Effect.ts: Absence as First-Class
State Management • Lesson 29 of 51
29. Ref - Mutable State as Controlled Absence
Ref models state as values that are temporarily absent during updates
Code Example
const program = Effect.gen(function* () {
// Create: counter is "absent" (needs initialization)

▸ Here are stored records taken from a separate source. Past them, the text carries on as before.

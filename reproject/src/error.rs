use crate::version::{Phase, Version};

#[derive(Debug, thiserror::Error)]
pub enum MigrationError {
    #[error("concurrent migration `{0}`")]
    ConcurrentMigration(String),

    #[error("invalid migration definition `{0}`")]
    InvalidMigrationDefinition(String),

    #[error("migration to version {0} already done")]
    MigrationAlreadyDone(Version),

    #[error("migration to version {0} not started")]
    MigrationNotStarted(Version),

    #[error("version {version} is not {expected}")]
    UnexpectedPhase { version: Version, expected: Phase },

    #[error("can not have more groups {groups} than number of prefixes {prefixes}")]
    TooManyGroups { groups: usize, prefixes: usize },

    #[error("replaying failed for ids ^{first} - {last}")]
    ReplayFailed {
        first: String,
        last: String,
        #[source]
        source: Box<MigrationError>,
    },

    #[error("replay cancelled")]
    ReplayCancelled,

    #[error("table `{0}` not found")]
    TableNotFound(String),

    #[error("table `{0}` already exists")]
    TableAlreadyExists(String),

    #[error("row of `{table}` has no `{key}` key")]
    MissingKey { table: String, key: String },

    #[error("store `{0}`")]
    Store(#[from] reproject_store::StoreError),

    #[cfg(feature = "pg")]
    #[error("sqlx `{0}`")]
    Sqlx(#[from] sqlx::Error),

    #[error("serde_json `{0}`")]
    SerdeJson(#[from] serde_json::Error),

    #[error("join `{0}`")]
    Join(#[from] tokio::task::JoinError),

    #[error("{0}")]
    Any(#[from] anyhow::Error),
}

impl MigrationError {
    /// Whether a migration failing with this error must be rolled back.
    ///
    /// Concurrency and definition errors are raised before anything is
    /// mutated, so there is nothing to undo.
    pub fn should_rollback(&self) -> bool {
        !matches!(
            self,
            MigrationError::ConcurrentMigration(_)
                | MigrationError::InvalidMigrationDefinition(_)
                | MigrationError::MigrationAlreadyDone(_)
                | MigrationError::MigrationNotStarted(_)
        )
    }
}

pub type Result<T> = std::result::Result<T, MigrationError>;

const counter = yield* Ref.make(0);
// Read: resolve current absence
const value1 = yield* Ref.get(counter); // 0
// Update: describe HOW to resolve next absence
yield* Ref.update(counter, n => n + 1);
const value2 = yield* Ref.get(counter); // 1
// Atomic updates - no race conditions!
yield* Ref.updateAndGet(counter, n => n * 2); // 2
return yield* Ref.get(counter);
});
// State changes are EFFECTS
// No direct mutation - typed absence resolution!
Interactive Example
const { Ref } = await import('effect');
const program = Effect.gen(function* () {
const counter = yield* Ref.make(0);
const v1 = yield* Ref.get(counter);
yield* Ref.update(counter, n => n + 1);
const v2 = yield* Ref.get(counter);
yield* Ref.updateAndGet(counter, n => n * 2);
const v3 = yield* Ref.get(counter);
return [v1, v2, v3];
});
const [v1, v2, v3] = await Effect.runPromise(program);
return `Ref state!
Initial: ${v1}${"
After}${1: "}${v2}
After *2: ${v3}
Safe mutable state!`;
Explanation
Ref: state as temporarily absent values.
Traditional approach: mutate variables directly, race conditions everywhere. Ref types state as controlled absence:
- State value is "absent" during updates
- No assumptions about read/write order
- Ref.get: describe reading currently-absent state
- Ref.update: describe transforming absent state
- Atomic: state is never "partially absent"
Absence-first mutation: state changes are typed absence transformations!